TASK INSTRUCTIONS: How many lines in the records below hold the string "impl"? Please answer with the number and nothing more.

[Opening SUPPLIED RECORDS section]

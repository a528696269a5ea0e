//! SectorVault Admin CLI
//!
//! Operates directly on a data directory: manages folders and stores,
//! fetches and deletes sectors.

use std::fs;
use std::io::{self, Write};
use std::path::{Path, PathBuf};
use std::process;

use clap::{Parser, Subcommand};
use sectorvault::wal::WalRecovery;
use sectorvault::{sector_root, Config, Engine, Hash, Result, VaultError};
use tracing_subscriber::{fmt, EnvFilter};

/// SectorVault admin tool
#[derive(Parser, Debug)]
#[command(name = "sectorvault")]
#[command(about = "Crash-safe sector storage engine")]
#[command(version)]
struct Args {
    /// Data directory (WAL and metadata)
    #[arg(short, long, default_value = "./sectorvault_data")]
    data_dir: PathBuf,

    /// Sector size in bytes
    #[arg(long, default_value = "4194304")]
    sector_size: u64,

    #[command(subcommand)]
    command: Commands,
}

#[derive(Subcommand, Debug)]
enum Commands {
    /// Register a storage folder
    AddFolder {
        path: PathBuf,

        /// Capacity in sectors
        capacity: u64,
    },

    /// Grow or shrink a folder
    ResizeFolder {
        path: PathBuf,

        /// New capacity in sectors
        capacity: u64,
    },

    /// Evacuate and remove a folder
    DeleteFolder { path: PathBuf },

    /// List folders
    Folders,

    /// Show total/used/free sectors
    Space,

    /// Store a file (zero-padded to one sector) and print its root
    Put { file: PathBuf },

    /// Fetch a sector by root
    Get {
        root: String,

        /// Write to this file instead of stdout
        #[arg(short, long)]
        out: Option<PathBuf>,
    },

    /// Drop one reference to a sector
    Delete { root: String },

    /// Scan the WAL without recovering it
    WalCheck,
}

fn main() {
    // Initialize tracing/logging
    let filter = EnvFilter::try_from_default_env()
        .unwrap_or_else(|_| EnvFilter::new("info,sectorvault=debug"));

    fmt()
        .with_env_filter(filter)
        .with_target(true)
        .with_thread_ids(true)
        .with_writer(io::stderr)
        .init();

    let args = Args::parse();
    tracing::debug!("SectorVault v{}", sectorvault::VERSION);

    if let Err(e) = run(args) {
        tracing::error!("{}", e);
        process::exit(1);
    }
}

fn run(args: Args) -> Result<()> {
    match args.command {
        Commands::WalCheck => wal_check(&args.data_dir),
        command => run_engine(&args.data_dir, args.sector_size, command),
    }
}

fn run_engine(data_dir: &Path, sector_size: u64, command: Commands) -> Result<()> {
    let config = Config::builder()
        .data_dir(data_dir)
        .sector_size(sector_size)
        .build();
    let engine = Engine::open_with_rocks_store(config)?;

    match command {
        Commands::AddFolder { path, capacity } => {
            let id = engine.add_folder(&path, capacity)?;
            println!("added folder {}", id);
        }
        Commands::ResizeFolder { path, capacity } => {
            engine.resize_folder(&path, capacity)?;
            println!("resized {} to {} sectors", path.display(), capacity);
        }
        Commands::DeleteFolder { path } => {
            engine.delete_folder(&path)?;
            println!("deleted {}", path.display());
        }
        Commands::Folders => {
            for f in engine.list_folders() {
                println!(
                    "{:>4}  {:>10}/{:<10}  {:?}  {}",
                    f.id,
                    f.occupied,
                    f.capacity,
                    f.status,
                    f.path.display()
                );
            }
        }
        Commands::Space => {
            let space = engine.available_space();
            println!(
                "total {}  used {}  free {}",
                space.total, space.used, space.free
            );
        }
        Commands::Put { file } => {
            let mut data = fs::read(&file)?;
            if data.len() as u64 > sector_size {
                return Err(VaultError::InvalidArgument(format!(
                    "{} is larger than one sector",
                    file.display()
                )));
            }
            data.resize(sector_size as usize, 0);
            let root = sector_root(&data);
            engine.add_sector(&root, &data)?;
            println!("{}", root);
        }
        Commands::Get { root, out } => {
            let data = engine.read_sector(&Hash::from_hex(&root)?)?;
            match out {
                Some(path) => fs::write(path, &data)?,
                None => io::stdout().write_all(&data)?,
            }
        }
        Commands::Delete { root } => {
            let root = Hash::from_hex(&root)?;
            engine.delete_sector(&root)?;
            println!("{} now has {} references", root, engine.sector_refs(&root)?);
        }
        // Opening the engine recovers and truncates the WAL
        Commands::WalCheck => {
            return Err(VaultError::InvalidArgument(
                "wal-check runs without opening the engine".to_string(),
            ))
        }
    }

    engine.close()
}

fn wal_check(data_dir: &Path) -> Result<()> {
    let stats = WalRecovery::verify(&data_dir.join(Engine::WAL_FILENAME))?;
    println!(
        "entries {}  corrupted {}  open transactions {}  last lsn {}  torn tail {}",
        stats.entries_recovered,
        stats.entries_corrupted,
        stats.pending,
        stats.last_lsn,
        stats.was_truncated
    );
    Ok(())
}
//! Startup recovery
//!
//! ## Flow
//! ```text
//! folder records ──► Folder::load (unavailable if the extent is missing)
//! sector records ──► rebuild free-slot indexes (Corrupt on any overlap)
//! WAL            ──► open transactions, newest first
//!                      dispatcher: lock folders + sector like the original op
//!                      workers:    committed → finish, uncommitted → revert
//! folder records ◄─► check occupancy against the rebuilt indexes
//! ```
//! The dispatcher takes locks in reverse chronological order, so two
//! transactions on the same resource are processed newest first while
//! unrelated ones run in parallel.

use std::path::Path;
use std::sync::Arc;

use crossbeam::channel;
use parking_lot::Mutex;

use crate::error::{Result, VaultError};
use crate::folder::{Folder, FolderRegistry};
use crate::lock::LockManager;
use crate::meta::Metadata;
use crate::wal::{PendingTransaction, WalRecovery};

use super::{Ctx, Resources, Update};

/// One recovered transaction with its locks already held
struct Job<'a> {
    txn: u64,
    committed: bool,
    update: Update,
    resources: Resources<'a>,
}

/// Register persisted folders and mark every recorded sector's slot
pub(crate) fn load_folders(
    meta: &Metadata,
    folders: &FolderRegistry,
    sector_size: u64,
) -> Result<()> {
    for record in meta.folders()? {
        folders.insert(Arc::new(Folder::load(&record, sector_size)));
    }

    for (id, record) in meta.sectors()? {
        let folder = folders.get(record.folder).ok_or_else(|| {
            VaultError::Corrupt(format!(
                "sector {} points at unknown folder {}",
                id, record.folder
            ))
        })?;
        let mut state = folder.lock();
        if record.index >= state.capacity() {
            return Err(VaultError::Corrupt(format!(
                "sector {} at slot {} is outside folder {} (capacity {})",
                id,
                record.index,
                record.folder,
                state.capacity()
            )));
        }
        if !state.slots.mark_used(record.index) {
            return Err(VaultError::Corrupt(format!(
                "slot {} of folder {} is claimed by more than one sector",
                record.index, record.folder
            )));
        }
    }

    tracing::debug!("Loaded {} folders", folders.len());
    Ok(())
}

/// Revert or finish every transaction the WAL at `path` left open
pub(crate) fn replay_wal(
    path: &Path,
    ctx: &Ctx<'_>,
    folders: &FolderRegistry,
    locks: &LockManager,
    workers: usize,
) -> Result<()> {
    let (pending, stats) = WalRecovery::recover(path)?;
    if stats.entries_recovered > 0 || stats.entries_corrupted > 0 {
        tracing::info!(
            "WAL recovery: {} entries recovered, {} corrupted, {} transactions open, last_lsn={}",
            stats.entries_recovered,
            stats.entries_corrupted,
            stats.pending,
            stats.last_lsn
        );
    }
    if pending.is_empty() {
        return Ok(());
    }

    let updates: Vec<(PendingTransaction, Update)> = pending
        .into_iter()
        .filter_map(|p| match Update::decode(&p.name, &p.payload) {
            Ok(update) => Some((p, update)),
            Err(e) => {
                tracing::warn!("Skipping WAL transaction {}: {}", p.txn, e);
                None
            }
        })
        .collect();

    let failures = Mutex::new(Vec::new());
    crossbeam::scope(|scope| {
        let (tx, rx) = channel::bounded::<Job<'_>>(workers);

        for _ in 0..workers {
            let rx = rx.clone();
            let failures = &failures;
            scope.spawn(move |_| {
                for job in rx.iter() {
                    if let Err(e) = apply(ctx, job) {
                        failures.lock().push(e);
                    }
                }
            });
        }
        drop(rx);

        for (pending, update) in updates.into_iter().rev() {
            let resources = match update.lock(folders, locks) {
                Ok(resources) => resources,
                Err(e) => {
                    tracing::warn!("Skipping WAL transaction {}: {}", pending.txn, e);
                    continue;
                }
            };
            let job = Job {
                txn: pending.txn,
                committed: pending.committed,
                update,
                resources,
            };
            if tx.send(job).is_err() {
                break;
            }
        }
    })
    .map_err(|_| VaultError::Corrupt("recovery worker panicked".to_string()))?;

    let mut failures = failures.into_inner();
    if failures.is_empty() {
        return Ok(());
    }
    let primary = failures.remove(0);
    Err(VaultError::compose("WAL recovery failed", primary, failures))
}

fn apply(ctx: &Ctx<'_>, job: Job<'_>) -> Result<()> {
    let Job {
        txn,
        committed,
        update,
        mut resources,
    } = job;

    let result = if committed {
        update.finish(ctx, &mut resources)
    } else {
        update.revert(ctx, &mut resources)
    };

    match &result {
        Ok(()) if committed => tracing::info!("Finished {} txn {}", update.name(), txn),
        Ok(()) => tracing::info!("Reverted {} txn {}", update.name(), txn),
        Err(e) => tracing::error!("Recovering {} txn {} failed: {}", update.name(), txn, e),
    }
    result
}

/// Every folder record's occupancy must match its rebuilt slot index
pub(crate) fn verify_occupancy(meta: &Metadata, folders: &FolderRegistry) -> Result<()> {
    for record in meta.folders()? {
        let folder = folders.get(record.id).ok_or_else(|| {
            VaultError::Corrupt(format!("folder {} vanished during recovery", record.id))
        })?;
        let state = folder.lock();
        if record.occupied != state.occupied() || record.capacity != state.capacity() {
            return Err(VaultError::Corrupt(format!(
                "folder {} records {}/{} sectors but holds {}/{}",
                record.id,
                record.occupied,
                record.capacity,
                state.occupied(),
                state.capacity()
            )));
        }
    }
    Ok(())
}
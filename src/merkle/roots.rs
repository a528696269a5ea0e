//! Incremental root cache
//!
//! Leaves are grouped into runs of `K = 2^cache_height`. A full run is hashed
//! once into a cached subtree and never touched again; only the trailing
//! partial run is kept as raw leaves.
//!
//! ```text
//! leaves:  [0 .. K) [K .. 2K) ... [cK .. cK+r)
//!            │         │              │
//!          cached    cached        uncached (r < K)
//! ```
//! A root costs `O(c + K)` hashes instead of `O(n)`.

use super::tree::{root_of, MerkleStack};
use crate::types::Hash;

/// Largest accepted `cache_height`; larger values are clamped
pub const MAX_CACHE_HEIGHT: u32 = 32;

/// Root and height of one full run of leaves
#[derive(Debug, Clone, Copy, PartialEq, Eq)]
pub struct CachedSubTree {
    pub height: u32,
    pub sum: Hash,
}

/// Append-only sequence of leaf hashes with a cached root
#[derive(Debug, Clone)]
pub struct MerkleRoots {
    cache_height: u32,
    cached: Vec<CachedSubTree>,
    uncached: Vec<Hash>,
    len: u64,
}

impl MerkleRoots {
    pub fn new(cache_height: u32) -> Self {
        Self {
            cache_height: cache_height.min(MAX_CACHE_HEIGHT),
            cached: Vec::new(),
            uncached: Vec::new(),
            len: 0,
        }
    }

    pub fn from_leaves(cache_height: u32, leaves: impl IntoIterator<Item = Hash>) -> Self {
        let mut roots = Self::new(cache_height);
        for leaf in leaves {
            roots.append(leaf);
        }
        roots
    }

    /// Leaves per cached subtree
    fn run_len(&self) -> usize {
        1usize << self.cache_height
    }

    pub fn append(&mut self, leaf: Hash) {
        self.uncached.push(leaf);
        self.len += 1;

        if self.uncached.len() == self.run_len() {
            let sum = root_of(&self.uncached);
            self.cached.push(CachedSubTree {
                height: self.cache_height,
                sum,
            });
            self.uncached.clear();
        }
    }

    /// Root the sequence would have after appending `leaf`, without
    /// appending it
    pub fn preview_root_with(&self, leaf: Hash) -> Hash {
        let mut stack = self.stack();
        stack.push(leaf);
        stack.root()
    }

    pub fn root(&self) -> Hash {
        self.stack().root()
    }

    pub fn cache_height(&self) -> u32 {
        self.cache_height
    }

    pub fn len(&self) -> u64 {
        self.len
    }

    pub fn is_empty(&self) -> bool {
        self.len == 0
    }

    fn stack(&self) -> MerkleStack {
        let mut stack = MerkleStack::new();
        // All cached subtrees share one height, so pushes stay ordered
        for subtree in &self.cached {
            stack.push_unchecked(subtree.height, subtree.sum);
        }
        for leaf in &self.uncached {
            stack.push(*leaf);
        }
        stack
    }
}
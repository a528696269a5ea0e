//! Tests for the lock manager
//!
//! These tests verify:
//! - Sector lock entries exist only while held
//! - Exclusive sector locks serialize, shared ones don't
//! - The structural lock excludes shared holders while held exclusively

use std::sync::atomic::{AtomicBool, AtomicUsize, Ordering};
use std::sync::Arc;
use std::thread;
use std::time::Duration;

use sectorvault::lock::LockManager;
use sectorvault::types::{Hash, Salt, SectorId};

fn sector_id(n: u8) -> SectorId {
    SectorId::derive(&Salt([1u8; 32]), &Hash::digest(&[n]))
}

#[test]
fn test_sector_entries_are_dropped_with_guard() {
    let locks = LockManager::new();
    {
        let _a = locks.lock_sector(&sector_id(1));
        let _b = locks.lock_sector_shared(&sector_id(2));
        assert_eq!(locks.sector_lock_count(), 2);
    }
    assert_eq!(locks.sector_lock_count(), 0);
}

#[test]
fn test_shared_sector_locks_coexist() {
    let locks = LockManager::new();
    let _a = locks.lock_sector_shared(&sector_id(1));
    let _b = locks.lock_sector_shared(&sector_id(1));
    assert_eq!(locks.sector_lock_count(), 1);
}

#[test]
fn test_exclusive_sector_lock_serializes() {
    let locks = Arc::new(LockManager::new());
    let inside = Arc::new(AtomicUsize::new(0));
    let overlap = Arc::new(AtomicBool::new(false));

    let handles: Vec<_> = (0..4)
        .map(|_| {
            let locks = Arc::clone(&locks);
            let inside = Arc::clone(&inside);
            let overlap = Arc::clone(&overlap);
            thread::spawn(move || {
                for _ in 0..50 {
                    let _guard = locks.lock_sector(&sector_id(7));
                    if inside.fetch_add(1, Ordering::SeqCst) != 0 {
                        overlap.store(true, Ordering::SeqCst);
                    }
                    thread::yield_now();
                    inside.fetch_sub(1, Ordering::SeqCst);
                }
            })
        })
        .collect();
    for handle in handles {
        handle.join().unwrap();
    }

    assert!(!overlap.load(Ordering::SeqCst));
    assert_eq!(locks.sector_lock_count(), 0);
}

#[test]
fn test_structural_exclusive_waits_for_shared() {
    let locks = Arc::new(LockManager::new());
    let acquired = Arc::new(AtomicBool::new(false));

    let shared = locks.structural_shared();
    let handle = {
        let locks = Arc::clone(&locks);
        let acquired = Arc::clone(&acquired);
        thread::spawn(move || {
            let _barrier = locks.structural_exclusive();
            acquired.store(true, Ordering::SeqCst);
        })
    };

    thread::sleep(Duration::from_millis(50));
    assert!(!acquired.load(Ordering::SeqCst));
    drop(shared);

    handle.join().unwrap();
    assert!(acquired.load(Ordering::SeqCst));
}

[Closing SUPPLIED RECORDS section]

EXERCISE SOLUTION: 2